<<<<
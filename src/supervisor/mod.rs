//! Supervision: deciding on and carrying out remediation
//!
//! - Policy maps a sample and breaker state to one action
//! - Executors perform restart, cache clear and circuit break
//! - The orchestrator drives the probe / record / remediate cycle

pub mod executor;
pub mod orchestrator;
pub mod policy;

pub use executor::{build_executor, execute_action, HttpExecutor, LoggingExecutor, RemediationExecutor};
pub use orchestrator::{CycleReport, Orchestrator, TriggerHandle};
pub use policy::{Decision, PolicyConfig, RemediationPolicy};
pub mod error;
pub mod handlers;
pub mod routes;
pub mod state;
pub mod types;

pub use routes::create_router;
pub use state::AppState;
>>>>
[ASSIGNMENT] All that should be written out is the stretch of lines above between the one holding "to one action" and the one holding "pub mod policy;", inclusive, exactly as given.

[EXPECTED OUTPUT]
//! - Policy maps a sample and breaker state to one action
//! - Executors perform restart, cache clear and circuit break
//! - The orchestrator drives the probe / record / remediate cycle

pub mod executor;
pub mod orchestrator;
pub mod policy;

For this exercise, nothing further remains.